Look through the lines below and extract any with the word "FieldType".

Collected data entries
=== Begin Enclosure ===

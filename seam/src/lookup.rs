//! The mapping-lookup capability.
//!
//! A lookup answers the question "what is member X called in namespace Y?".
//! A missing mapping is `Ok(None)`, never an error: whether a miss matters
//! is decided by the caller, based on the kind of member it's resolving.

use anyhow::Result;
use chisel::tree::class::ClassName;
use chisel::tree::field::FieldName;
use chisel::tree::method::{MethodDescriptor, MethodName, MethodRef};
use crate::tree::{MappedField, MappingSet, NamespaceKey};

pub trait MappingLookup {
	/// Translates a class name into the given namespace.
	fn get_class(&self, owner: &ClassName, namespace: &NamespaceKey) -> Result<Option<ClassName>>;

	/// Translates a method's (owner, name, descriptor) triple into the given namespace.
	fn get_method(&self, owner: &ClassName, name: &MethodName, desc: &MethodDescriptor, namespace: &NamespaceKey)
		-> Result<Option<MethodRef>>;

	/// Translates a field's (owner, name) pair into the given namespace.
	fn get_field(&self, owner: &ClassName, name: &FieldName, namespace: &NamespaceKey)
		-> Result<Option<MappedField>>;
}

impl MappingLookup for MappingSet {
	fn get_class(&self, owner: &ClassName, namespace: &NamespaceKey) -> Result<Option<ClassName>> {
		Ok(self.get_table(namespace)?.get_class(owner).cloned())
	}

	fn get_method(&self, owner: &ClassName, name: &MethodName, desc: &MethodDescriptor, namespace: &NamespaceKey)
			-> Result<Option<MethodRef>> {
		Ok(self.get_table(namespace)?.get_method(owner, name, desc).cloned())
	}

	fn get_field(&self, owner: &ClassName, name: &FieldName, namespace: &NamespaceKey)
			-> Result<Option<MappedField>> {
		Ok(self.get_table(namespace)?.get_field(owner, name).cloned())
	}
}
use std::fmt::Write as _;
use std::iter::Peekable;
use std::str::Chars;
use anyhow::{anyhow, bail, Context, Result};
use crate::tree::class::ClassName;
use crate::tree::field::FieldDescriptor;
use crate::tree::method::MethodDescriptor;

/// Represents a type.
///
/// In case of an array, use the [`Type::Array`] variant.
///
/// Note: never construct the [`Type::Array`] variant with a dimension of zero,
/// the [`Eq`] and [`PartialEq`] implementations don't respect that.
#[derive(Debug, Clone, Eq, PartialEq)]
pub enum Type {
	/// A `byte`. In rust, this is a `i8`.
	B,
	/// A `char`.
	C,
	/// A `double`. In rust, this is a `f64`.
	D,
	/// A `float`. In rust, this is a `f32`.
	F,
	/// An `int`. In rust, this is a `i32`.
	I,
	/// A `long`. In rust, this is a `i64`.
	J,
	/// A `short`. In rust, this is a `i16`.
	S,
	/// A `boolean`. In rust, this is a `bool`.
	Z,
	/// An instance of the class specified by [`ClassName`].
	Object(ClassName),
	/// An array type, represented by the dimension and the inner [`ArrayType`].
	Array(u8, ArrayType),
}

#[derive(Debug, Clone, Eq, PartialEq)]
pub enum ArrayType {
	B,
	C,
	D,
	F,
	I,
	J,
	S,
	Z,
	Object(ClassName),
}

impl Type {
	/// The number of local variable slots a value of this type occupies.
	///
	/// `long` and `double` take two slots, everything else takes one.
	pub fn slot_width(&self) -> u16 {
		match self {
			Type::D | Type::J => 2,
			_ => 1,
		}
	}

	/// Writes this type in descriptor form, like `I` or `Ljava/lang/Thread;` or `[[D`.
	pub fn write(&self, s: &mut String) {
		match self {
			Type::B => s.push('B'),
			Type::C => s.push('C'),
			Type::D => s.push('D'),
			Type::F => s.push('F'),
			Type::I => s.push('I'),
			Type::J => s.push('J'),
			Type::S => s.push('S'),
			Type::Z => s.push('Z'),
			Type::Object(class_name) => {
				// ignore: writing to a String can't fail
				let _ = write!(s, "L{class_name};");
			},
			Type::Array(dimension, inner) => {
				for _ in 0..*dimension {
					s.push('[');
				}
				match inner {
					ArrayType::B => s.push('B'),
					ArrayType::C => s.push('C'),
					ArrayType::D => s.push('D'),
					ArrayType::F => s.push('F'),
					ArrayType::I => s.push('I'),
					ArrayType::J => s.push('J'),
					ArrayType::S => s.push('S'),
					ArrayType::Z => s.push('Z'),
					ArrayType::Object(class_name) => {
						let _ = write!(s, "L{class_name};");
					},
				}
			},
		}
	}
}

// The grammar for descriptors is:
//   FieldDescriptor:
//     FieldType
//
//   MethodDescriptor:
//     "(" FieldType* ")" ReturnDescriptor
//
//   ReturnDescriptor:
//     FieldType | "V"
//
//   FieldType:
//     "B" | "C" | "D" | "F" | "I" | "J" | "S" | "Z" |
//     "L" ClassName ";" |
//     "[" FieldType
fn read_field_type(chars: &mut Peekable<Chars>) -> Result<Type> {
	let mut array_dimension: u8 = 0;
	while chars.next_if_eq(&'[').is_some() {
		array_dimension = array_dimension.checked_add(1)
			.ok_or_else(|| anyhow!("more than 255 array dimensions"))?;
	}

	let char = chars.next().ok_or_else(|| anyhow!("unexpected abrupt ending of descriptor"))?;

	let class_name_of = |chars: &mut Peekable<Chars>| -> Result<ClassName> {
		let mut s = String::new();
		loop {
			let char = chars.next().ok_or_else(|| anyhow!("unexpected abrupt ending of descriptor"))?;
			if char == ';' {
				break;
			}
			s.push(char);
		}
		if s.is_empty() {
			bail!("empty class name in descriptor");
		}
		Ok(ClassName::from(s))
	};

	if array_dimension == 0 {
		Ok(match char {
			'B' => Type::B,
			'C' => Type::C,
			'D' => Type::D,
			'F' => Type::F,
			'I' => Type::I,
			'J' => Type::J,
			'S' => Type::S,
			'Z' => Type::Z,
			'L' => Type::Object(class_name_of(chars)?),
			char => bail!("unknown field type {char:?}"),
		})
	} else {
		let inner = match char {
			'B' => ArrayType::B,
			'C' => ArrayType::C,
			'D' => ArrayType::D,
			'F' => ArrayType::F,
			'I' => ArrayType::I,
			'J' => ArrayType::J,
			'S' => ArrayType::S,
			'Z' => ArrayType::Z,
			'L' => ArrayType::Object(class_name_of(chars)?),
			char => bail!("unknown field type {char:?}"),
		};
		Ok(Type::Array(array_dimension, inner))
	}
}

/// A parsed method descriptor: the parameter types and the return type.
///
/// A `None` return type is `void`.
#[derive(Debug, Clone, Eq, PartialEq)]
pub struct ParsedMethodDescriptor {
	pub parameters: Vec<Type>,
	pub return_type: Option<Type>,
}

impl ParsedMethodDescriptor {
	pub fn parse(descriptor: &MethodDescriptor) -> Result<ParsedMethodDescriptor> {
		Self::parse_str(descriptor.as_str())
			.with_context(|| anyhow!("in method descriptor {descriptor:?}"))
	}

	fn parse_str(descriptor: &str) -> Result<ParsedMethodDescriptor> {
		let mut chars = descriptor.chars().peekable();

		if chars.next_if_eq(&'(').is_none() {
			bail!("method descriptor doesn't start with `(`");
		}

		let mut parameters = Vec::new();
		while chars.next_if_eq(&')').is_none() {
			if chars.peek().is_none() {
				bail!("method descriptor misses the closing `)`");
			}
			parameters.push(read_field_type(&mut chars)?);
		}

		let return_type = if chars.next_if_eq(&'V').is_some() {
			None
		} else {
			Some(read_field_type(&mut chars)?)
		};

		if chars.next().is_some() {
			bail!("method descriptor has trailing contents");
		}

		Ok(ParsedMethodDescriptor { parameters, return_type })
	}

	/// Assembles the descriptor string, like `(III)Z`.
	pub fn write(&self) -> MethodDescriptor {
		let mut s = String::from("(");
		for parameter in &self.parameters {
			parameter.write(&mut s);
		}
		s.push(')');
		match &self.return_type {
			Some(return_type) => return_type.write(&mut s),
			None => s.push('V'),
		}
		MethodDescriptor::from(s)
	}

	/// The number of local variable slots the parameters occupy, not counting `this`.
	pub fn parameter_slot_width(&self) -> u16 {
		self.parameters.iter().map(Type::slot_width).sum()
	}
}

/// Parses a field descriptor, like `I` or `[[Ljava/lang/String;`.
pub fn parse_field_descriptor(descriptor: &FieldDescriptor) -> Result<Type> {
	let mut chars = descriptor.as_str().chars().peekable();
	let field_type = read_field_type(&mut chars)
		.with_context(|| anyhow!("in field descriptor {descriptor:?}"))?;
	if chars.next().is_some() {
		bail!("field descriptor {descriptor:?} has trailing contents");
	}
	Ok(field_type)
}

=== End Enclosure ===

- _Exercise response_:
//     FieldType
//     "(" FieldType* ")" ReturnDescriptor
//     FieldType | "V"
//   FieldType:
//     "[" FieldType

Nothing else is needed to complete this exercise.